I'd realized a nice optimization in Ariya's code. The general definition of nCr is given by
nCr = n! / ((n-r)! r!)
n, r ∈ N0 , r ≤ n (applies all bellow)

But we can indeed reduce very much the number of integer multiplications with the derivation
r ∈ {0, n} ⇒ nCr = 1
r = 1 ⇒ nCr = n
r ∈ ]0, n/2] \ {1} ⇒ nCr = (r+1)n / (n-r)!
r ∈ ]n/2, n[ \ {1} ⇒ nCr = (n-r+1)n / r!

Note that (r+1)n, for instance, is a modern factorial notation equivalent to (n)(n-1)...(r+1). I didn't know about this myself until now. This fasts computation a lot, else the very same calculations would be uselessly repeated.
In the very same way, I found a nice simplification for nPr. The general definition of nPr is given by
nPr = n! / (n-r)!

And again we can do some magic
r = 0 ⇒ nPr = 1
r = 1 ⇒ nPr = n
r = n ⇒ nPr = n!
r ∈ ]1, n[ ⇒ nPr = (n-r+1)n

I spent some minutes getting to this conclusion and then I read it somewhere right after. First I felt a bit frustrated, then I smiled. It's funny to develop this program, it's funny to play maths.

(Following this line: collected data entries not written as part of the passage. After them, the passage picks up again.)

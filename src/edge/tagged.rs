//! Edges carrying a mutable, change-observable payload.
//!
//! A [`TaggedEdge`] splits identity from payload: the `(source, target)`
//! pair drives equality, hashing, and heap bookkeeping, while the tag is
//! free to mutate without disturbing any of them. Tag changes are announced
//! to registered observers synchronously, once per differing assignment, in
//! registration order.

use core::fmt;
use core::hash::{Hash, Hasher};

use serde::{Deserialize, Serialize};

use super::{Edge, EdgeEnds};

/// Observer callback invoked with the new tag value after each change.
pub type TagObserver<T> = Box<dyn FnMut(&T)>;

/// An edge with an attached mutable tag.
///
/// Source and target are immutable for the value's lifetime. Equality and
/// hashing are defined over `(source, target)` only - mutating the tag never
/// changes either, so a `TaggedEdge` stored in a hash set or a heap stays
/// findable under its identity no matter what happens to its payload.
///
/// Assigning a tag equal (by `PartialEq`) to the current one is a no-op.
/// Assigning a differing tag replaces it and invokes every registered
/// observer exactly once, synchronously, in registration order. Observers
/// receive the new value and must not assume atomicity with further
/// assignments from other call sites.
///
/// Cloning copies identity and tag; observer registrations are per-instance
/// and do not survive the clone.
#[derive(Serialize, Deserialize)]
pub struct TaggedEdge<V, T> {
    edge: Edge<V>,
    tag: T,
    #[serde(skip)]
    observers: Vec<TagObserver<T>>,
}

impl<V, T> TaggedEdge<V, T> {
    /// Creates a tagged edge between `source` and `target`.
    pub fn new(source: V, target: V, tag: T) -> Self {
        Self {
            edge: Edge::new(source, target),
            tag,
            observers: Vec::new(),
        }
    }

    /// The `(source, target)` identity pair, without the payload.
    pub fn identity(&self) -> &Edge<V> {
        &self.edge
    }

    /// The current payload.
    pub fn tag(&self) -> &T {
        &self.tag
    }

    /// Registers an observer invoked after every differing tag assignment.
    pub fn on_tag_changed<O>(&mut self, observer: O)
    where
        O: FnMut(&T) + 'static,
    {
        self.observers.push(Box::new(observer));
    }

    /// Replaces the tag if `value` differs from the current one.
    ///
    /// A no-op when `value == *self.tag()`; otherwise the tag is replaced
    /// and every observer fires once with the new value, in registration
    /// order, before this call returns.
    pub fn set_tag(&mut self, value: T)
    where
        T: PartialEq,
    {
        if self.tag != value {
            self.tag = value;
            for observer in &mut self.observers {
                observer(&self.tag);
            }
        }
    }
}

impl<V: Eq, T> EdgeEnds for TaggedEdge<V, T> {
    type Vertex = V;

    #[inline(always)]
    fn source(&self) -> &V {
        self.edge.source()
    }

    #[inline(always)]
    fn target(&self) -> &V {
        self.edge.target()
    }
}

impl<V: PartialEq, T> PartialEq for TaggedEdge<V, T> {
    fn eq(&self, other: &Self) -> bool {
        self.edge == other.edge
    }
}

impl<V: Eq, T> Eq for TaggedEdge<V, T> {}

impl<V: Hash, T> Hash for TaggedEdge<V, T> {
    fn hash<H: Hasher>(&self, state: &mut H) {
        self.edge.hash(state);
    }
}

impl<V: Clone, T: Clone> Clone for TaggedEdge<V, T> {
    fn clone(&self) -> Self {
        Self {
            edge: self.edge.clone(),
            tag: self.tag.clone(),
            observers: Vec::new(),
        }
    }
}

impl<V: fmt::Debug, T: fmt::Debug> fmt::Debug for TaggedEdge<V, T> {
    fn fmt(&self, f: &mut fmt::Formatter<'_>) -> fmt::Result {
        f.debug_struct("TaggedEdge")
            .field("source", &self.edge.source)
            .field("target", &self.edge.target)
            .field("tag", &self.tag)
            .finish()
    }
}

impl<V: fmt::Display, T: fmt::Display> fmt::Display for TaggedEdge<V, T> {
    fn fmt(&self, f: &mut fmt::Formatter<'_>) -> fmt::Result {
        write!(f, "{}:{}", self.edge, self.tag)
    }
}
use criterion::{black_box, criterion_group, criterion_main, Criterion};

use arbor::{AdjacencyGraph, Edge, EdgeEnds, PrimSpanningTree};

/// Deterministic pseudo-random weight from an edge's endpoints.
fn scrambled_weight(e: &Edge<u32>) -> f64 {
    let mixed = e
        .source()
        .wrapping_mul(2_654_435_761)
        .wrapping_add(e.target().wrapping_mul(40_503));
    f64::from(mixed % 9973) + 1.0
}

fn grid_graph(side: u32) -> AdjacencyGraph<Edge<u32>> {
    let mut graph = AdjacencyGraph::with_capacity((side * side) as usize);
    for v in 0..side * side {
        graph.add_vertex(v);
    }
    for row in 0..side {
        for col in 0..side {
            let v = row * side + col;
            if col + 1 < side {
                graph.add_edge(Edge::new(v, v + 1)).unwrap();
            }
            if row + 1 < side {
                graph.add_edge(Edge::new(v, v + side)).unwrap();
            }
        }
    }
    graph
}

fn complete_graph(n: u32) -> AdjacencyGraph<Edge<u32>> {
    let mut graph = AdjacencyGraph::with_capacity(n as usize);
    for v in 0..n {
        graph.add_vertex(v);
    }
    for i in 0..n {
        for j in (i + 1)..n {
            graph.add_edge(Edge::new(i, j)).unwrap();
        }
    }
    graph
}

fn bench_prim_grid(c: &mut Criterion) {
    let graph = grid_graph(32);

    c.bench_function("prim_mst_grid_32x32", |b| {
        b.iter(|| {
            let mut prim = PrimSpanningTree::new(&graph, scrambled_weight);
            prim.compute().unwrap();
            black_box(prim.total_weight())
        });
    });
}

fn bench_prim_complete(c: &mut Criterion) {
    let graph = complete_graph(64);

    c.bench_function("prim_mst_complete_k64", |b| {
        b.iter(|| {
            let mut prim = PrimSpanningTree::new(&graph, scrambled_weight);
            prim.compute().unwrap();
            black_box(prim.tree_edges().len())
        });
    });
}

fn bench_prim_with_observers(c: &mut Criterion) {
    let graph = grid_graph(32);

    c.bench_function("prim_mst_grid_32x32_observed", |b| {
        b.iter(|| {
            let count = std::cell::Cell::new(0usize);
            let mut prim = PrimSpanningTree::new(&graph, scrambled_weight);
            prim.on_edge_added(|_| count.set(count.get() + 1));
            prim.compute().unwrap();
            black_box(count.get())
        });
    });
}

criterion_group!(
    benches,
    bench_prim_grid,
    bench_prim_complete,
    bench_prim_with_observers
);
criterion_main!(benches);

I then realized my old Casio FX-880P can compute up to 69! and SpeedCrunch currently up to 96!, that's good enough (150-digit long integer). Nevertheless, when the user tries to calculate factorials, combinations or permutations with huge parameters the program freezes (even by the calc-as-you-type feature). Maybe it's really a good idea to define an upper limit for those functions input.